** Exercise goal **
In the records below, begin at the line that has "Some(h * w *" and stop after the line that has "not fit input"; quote those lines verbatim and nothing more.

** Extracted records **

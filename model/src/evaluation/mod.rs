pub mod attack;
pub mod images;
pub mod manipulate;
pub mod probe;
pub mod report;

pub use attack::{Attack, AttackDriver, AttackReport, Fgsm};
pub use manipulate::manipulate_latent;
pub use probe::{run_all_probes, save_probe_forms};
pub use report::{run_test, TestReport};
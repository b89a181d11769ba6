use ndarray::{s, Array2, Array4, ArrayView3, Axis, Zip};
use std::fs;
use std::path::{Path, PathBuf};
use std::time::Instant;
use tracing::{debug, info};

use crate::error::{CapsNetError, Result};

/// Train and test splits; images are (N, C, H, W) in [0, 1], labels one-hot (N, classes).
#[derive(Debug, Clone)]
pub struct Dataset {
    pub train_images: Array4<f32>,
    pub train_labels: Array2<f32>,
    pub test_images: Array4<f32>,
    pub test_labels: Array2<f32>,
}

impl Dataset {
    pub fn num_classes(&self) -> usize {
        self.train_labels.ncols()
    }

    /// (channels, height, width) of one image.
    pub fn image_shape(&self) -> (usize, usize, usize) {
        let (_, c, h, w) = self.train_images.dim();
        (c, h, w)
    }

    /// Keeps only the first `max_samples` training samples.
    pub fn truncate_train(&mut self, max_samples: usize) {
        let n = max_samples.min(self.train_images.len_of(Axis(0)));
        self.train_images = self.train_images.slice(s![..n, .., .., ..]).to_owned();
        self.train_labels = self.train_labels.slice(s![..n, ..]).to_owned();
        info!(samples = n, "training split truncated");
    }
}

/// One-hot encoding of class indices.
pub fn one_hot(labels: &[usize], num_classes: usize) -> Result<Array2<f32>> {
    let mut encoded = Array2::zeros((labels.len(), num_classes));
    for (i, &label) in labels.iter().enumerate() {
        if label >= num_classes {
            return Err(CapsNetError::Data(format!(
                "label {} out of range for {} classes",
                label, num_classes
            )));
        }
        encoded[[i, label]] = 1.0;
    }
    Ok(encoded)
}

pub const CIFAR_SIDE: usize = 32;
pub const CIFAR_CLASSES: usize = 10;
const CIFAR_RECORD: usize = 1 + 3 * CIFAR_SIDE * CIFAR_SIDE;

/// Reader for the CIFAR-10 binary distribution (`data_batch_1..5.bin`, `test_batch.bin`).
pub struct Cifar10Loader {
    data_dir: PathBuf,
}

impl Cifar10Loader {
    pub fn new(data_dir: impl AsRef<Path>) -> Self {
        Self {
            data_dir: data_dir.as_ref().to_path_buf(),
        }
    }

    /// Loads both splits. `extra_classes` widens the one-hot labels (e.g. 1 for a
    /// "none of the above" class that is never a target).
    pub fn load(&self, extra_classes: usize) -> Result<Dataset> {
        let start = Instant::now();
        let train_files: Vec<PathBuf> = (1..=5)
            .map(|i| self.data_dir.join(format!("data_batch_{}.bin", i)))
            .collect();
        let (train_images, train_classes) = self.read_files(&train_files)?;
        let (test_images, test_classes) = self.read_files(&[self.data_dir.join("test_batch.bin")])?;

        let num_classes = CIFAR_CLASSES + extra_classes;
        let dataset = Dataset {
            train_images,
            train_labels: one_hot(&train_classes, num_classes)?,
            test_images,
            test_labels: one_hot(&test_classes, num_classes)?,
        };
        info!(
            train = dataset.train_images.dim().0,
            test = dataset.test_images.dim().0,
            classes = num_classes,
            elapsed = ?start.elapsed(),
            "CIFAR-10 loaded"
        );
        Ok(dataset)
    }

    fn read_files(&self, paths: &[PathBuf]) -> Result<(Array4<f32>, Vec<usize>)> {
        let mut bytes = Vec::new();
        for path in paths {
            let content = fs::read(path).map_err(|e| {
                CapsNetError::Data(format!("cannot read {}: {}", path.display(), e))
            })?;
            debug!(path = %path.display(), bytes = content.len(), "read CIFAR-10 batch");
            bytes.extend(content);
        }
        parse_cifar_records(&bytes)
    }
}

/// Parses records of 1 label byte followed by the R, G and B planes (32x32, row-major).
pub fn parse_cifar_records(bytes: &[u8]) -> Result<(Array4<f32>, Vec<usize>)> {
    if bytes.len() % CIFAR_RECORD != 0 {
        return Err(CapsNetError::Data(format!(
            "{} bytes is not a whole number of {}-byte CIFAR-10 records",
            bytes.len(),
            CIFAR_RECORD
        )));
    }
    let count = bytes.len() / CIFAR_RECORD;
    let mut images = Array4::zeros((count, 3, CIFAR_SIDE, CIFAR_SIDE));
    let mut labels = Vec::with_capacity(count);

    for (record, mut image) in bytes.chunks_exact(CIFAR_RECORD).zip(images.outer_iter_mut()) {
        let label = record[0] as usize;
        if label >= CIFAR_CLASSES {
            return Err(CapsNetError::Data(format!("invalid CIFAR-10 label {}", label)));
        }
        labels.push(label);
        let pixels = ArrayView3::from_shape((3, CIFAR_SIDE, CIFAR_SIDE), &record[1..])?;
        Zip::from(&mut image)
            .and(&pixels)
            .for_each(|dst, &src| *dst = src as f32 / 255.0);
    }
    Ok((images, labels))
}
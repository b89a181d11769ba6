use serde::{Deserialize, Serialize};

use crate::error::{CapsNetError, Result};

#[derive(Debug, Clone, Copy, PartialEq, Eq, Serialize, Deserialize)]
pub enum Activation {
    ReLU,
    Sigmoid,
    None,
}

#[derive(Debug, Clone, PartialEq, Serialize, Deserialize)]
pub struct ConvConfig {
    pub filters: usize,
    pub kernel_size: usize,
    pub stride: usize,
    pub padding: usize,
}

#[derive(Debug, Clone, PartialEq, Serialize, Deserialize)]
pub struct CapsuleConfig {
    /// Number of capsule types per spatial position.
    pub capsule_types: usize,
    pub capsule_dim: usize,
    pub kernel_size: usize,
    pub stride: usize,
    pub padding: usize,
}

/// Architecture of the whole network: conv1, primary capsules, routed class
/// capsules and the reconstruction decoder.
#[derive(Debug, Clone, PartialEq, Serialize, Deserialize)]
pub struct NetworkConfig {
    /// (channels, height, width)
    pub input_shape: (usize, usize, usize),
    pub conv1: ConvConfig,
    pub primary_caps: CapsuleConfig,
    pub num_classes: usize,
    pub out_dim: usize,
    pub routing_iterations: usize,
    pub decoder_hidden: Vec<usize>,
}

#[derive(Debug, Clone, PartialEq, Serialize, Deserialize)]
pub struct LossConfig {
    pub positive_margin: f32,
    pub negative_margin: f32,
    pub down_weighting: f32,
    pub reconstruction_weight: f32,
}

#[derive(Debug, Clone, PartialEq, Serialize, Deserialize)]
pub struct AdamConfig {
    pub beta1: f32,
    pub beta2: f32,
    pub epsilon: f32,
}

#[derive(Debug, Clone, PartialEq, Serialize, Deserialize)]
pub struct TrainingConfig {
    pub batch_size: usize,
    pub learning_rate: f32,
    /// Multiplied into the learning rate once per epoch.
    pub lr_decay: f32,
    pub num_epochs: usize,
    pub shift_fraction: f32,
    /// Random crop (rows, columns) applied to every batch.
    pub crop: Option<(usize, usize)>,
    pub save_best_only: bool,
    pub loss_config: LossConfig,
    pub optimizer: AdamConfig,
}

/// Output size of a convolution along one axis, `None` when the kernel does
/// not fit into the padded input.
pub fn conv_output_size(input: usize, kernel: usize, stride: usize, padding: usize) -> Option<usize> {
    let padded = input + 2 * padding;
    if stride == 0 || kernel == 0 || kernel > padded {
        return None;
    }
    Some((padded - kernel) / stride + 1)
}

impl NetworkConfig {
    /// Architecture used for CIFAR-10 (32x32 RGB, 10 classes + "none of the above").
    pub fn cifar10(num_classes: usize) -> Self {
        Self {
            input_shape: (3, 32, 32),
            conv1: ConvConfig {
                filters: 256,
                kernel_size: 9,
                stride: 1,
                padding: 0,
            },
            primary_caps: CapsuleConfig {
                capsule_types: 64,
                capsule_dim: 8,
                kernel_size: 9,
                stride: 2,
                padding: 0,
            },
            num_classes,
            out_dim: 42,
            routing_iterations: 3,
            decoder_hidden: vec![512, 1024],
        }
    }

    /// Architecture used for the synthetic symmetric forms (28x28 RGB).
    pub fn symmetric_forms(num_classes: usize) -> Self {
        Self {
            input_shape: (3, 28, 28),
            conv1: ConvConfig {
                filters: 64,
                kernel_size: 9,
                stride: 1,
                padding: 0,
            },
            primary_caps: CapsuleConfig {
                capsule_types: 2,
                capsule_dim: 3,
                kernel_size: 9,
                stride: 2,
                padding: 0,
            },
            num_classes,
            out_dim: 3,
            routing_iterations: 3,
            decoder_hidden: vec![512, 1024],
        }
    }

    pub fn with_input_shape(mut self, input_shape: (usize, usize, usize)) -> Self {
        self.input_shape = input_shape;
        self
    }

    pub fn with_routing_iterations(mut self, iterations: usize) -> Self {
        self.routing_iterations = iterations;
        self
    }

    pub fn conv1_output(&self) -> Option<(usize, usize)> {
        let (_, h, w) = self.input_shape;
        let c = &self.conv1;
        Some((
            conv_output_size(h, c.kernel_size, c.stride, c.padding)?,
            conv_output_size(w, c.kernel_size, c.stride, c.padding)?,
        ))
    }

    /// Spatial grid of the primary capsule convolution.
    pub fn primary_grid(&self) -> Option<(usize, usize)> {
        let (h, w) = self.conv1_output()?;
        let p = &self.primary_caps;
        Some((
            conv_output_size(h, p.kernel_size, p.stride, p.padding)?,
            conv_output_size(w, p.kernel_size, p.stride, p.padding)?,
        ))
    }

    pub fn num_primary_capsules(&self) -> Option<usize> {
        let (h, w) = self.primary_grid()?;
        Some(h * w * self.primary_caps.capsule_types)
    }

    pub fn num_pixels(&self) -> usize {
        let (c, h, w) = self.input_shape;
        c * h * w
    }

    pub fn validate(&self) -> Result<()> {
        let (c, h, w) = self.input_shape;
        if c == 0 || h == 0 || w == 0 {
            return Err(invalid(format!("input shape {:?} has an empty axis", self.input_shape)));
        }
        if self.routing_iterations == 0 {
            return Err(invalid("routing_iterations must be >= 1".to_string()));
        }
        if self.num_classes == 0 || self.out_dim == 0 {
            return Err(invalid("num_classes and out_dim must be >= 1".to_string()));
        }
        if self.conv1.filters == 0 {
            return Err(invalid("conv1 needs at least one filter".to_string()));
        }
        if self.primary_caps.capsule_types == 0 || self.primary_caps.capsule_dim == 0 {
            return Err(invalid("primary capsules need a type and a dimension".to_string()));
        }
        if self.conv1_output().is_none() {
            return Err(invalid(format!(
                "conv1 kernel {} (stride {}) does not fit input {}x{}",
                self.conv1.kernel_size, self.conv1.stride, h, w
            )));
        }
        if self.primary_grid().is_none() {
            return Err(invalid(format!(
                "primary capsule kernel {} (stride {}) does not fit conv1 output {:?}",
                self.primary_caps.kernel_size,
                self.primary_caps.stride,
                self.conv1_output()
            )));
        }
        if self.decoder_hidden.iter().any(|&units| units == 0) {
            return Err(invalid("decoder layers need at least one unit".to_string()));
        }
        Ok(())
    }
}

impl TrainingConfig {
    pub fn validate(&self) -> Result<()> {
        if self.batch_size == 0 {
            return Err(invalid("batch_size must be >= 1".to_string()));
        }
        if !(self.learning_rate > 0.0) {
            return Err(invalid(format!("learning rate {} must be positive", self.learning_rate)));
        }
        if !(self.lr_decay > 0.0) {
            return Err(invalid(format!("lr_decay {} must be positive", self.lr_decay)));
        }
        if !(0.0..1.0).contains(&self.shift_fraction) {
            return Err(invalid(format!(
                "shift_fraction {} must lie in [0, 1)",
                self.shift_fraction
            )));
        }
        if let Some((rows, cols)) = self.crop {
            if rows == 0 || cols == 0 {
                return Err(invalid("crop size must be non-empty".to_string()));
            }
        }
        let loss = &self.loss_config;
        if loss.negative_margin > loss.positive_margin {
            return Err(invalid(format!(
                "negative margin {} exceeds positive margin {}",
                loss.negative_margin, loss.positive_margin
            )));
        }
        if loss.reconstruction_weight < 0.0 {
            return Err(invalid("reconstruction weight must not be negative".to_string()));
        }
        Ok(())
    }
}

fn invalid(msg: String) -> CapsNetError {
    CapsNetError::InvalidConfig(msg)
}

impl Default for NetworkConfig {
    fn default() -> Self {
        Self::symmetric_forms(2)
    }
}

impl Default for LossConfig {
    fn default() -> Self {
        Self {
            positive_margin: 0.9,
            negative_margin: 0.1,
            down_weighting: 0.5,
            reconstruction_weight: 0.0005,
        }
    }
}

impl Default for AdamConfig {
    fn default() -> Self {
        Self {
            beta1: 0.9,
            beta2: 0.999,
            epsilon: 1e-7,
        }
    }
}

impl Default for TrainingConfig {
    fn default() -> Self {
        Self {
            batch_size: 64,
            learning_rate: 0.001,
            lr_decay: 0.9,
            num_epochs: 100,
            shift_fraction: 0.1,
            crop: None,
            save_best_only: true,
            loss_config: LossConfig::default(),
            optimizer: AdamConfig::default(),
        }
    }
}
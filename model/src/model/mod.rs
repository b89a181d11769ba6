pub mod builder;
pub mod capsule;
pub mod checkpoint;
pub mod config;
pub mod core;
pub mod decoder;
pub mod layers;
pub mod loss;
pub mod optimizer;
pub mod routing;

pub use builder::ModelBuilder;
pub use checkpoint::{load_weights, save_weights};
pub use config::{AdamConfig, LossConfig, NetworkConfig, TrainingConfig};
pub use core::{BatchStats, CapsNet, CapsNetOutput, Phase};
pub use loss::{CombinedLoss, LossFunction, MarginLoss, Metrics};
pub use optimizer::{Adam, LRScheduler, Optimizer};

** Exercise output **
        Some(h * w * self.primary_caps.capsule_types)
    }

    pub fn num_pixels(&self) -> usize {
        let (c, h, w) = self.input_shape;
        c * h * w
    }

    pub fn validate(&self) -> Result<()> {
        let (c, h, w) = self.input_shape;
        if c == 0 || h == 0 || w == 0 {
            return Err(invalid(format!("input shape {:?} has an empty axis", self.input_shape)));
        }
        if self.routing_iterations == 0 {
            return Err(invalid("routing_iterations must be >= 1".to_string()));
        }
        if self.num_classes == 0 || self.out_dim == 0 {
            return Err(invalid("num_classes and out_dim must be >= 1".to_string()));
        }
        if self.conv1.filters == 0 {
            return Err(invalid("conv1 needs at least one filter".to_string()));
        }
        if self.primary_caps.capsule_types == 0 || self.primary_caps.capsule_dim == 0 {
            return Err(invalid("primary capsules need a type and a dimension".to_string()));
        }
        if self.conv1_output().is_none() {
            return Err(invalid(format!(
                "conv1 kernel {} (stride {}) does not fit input {}x{}",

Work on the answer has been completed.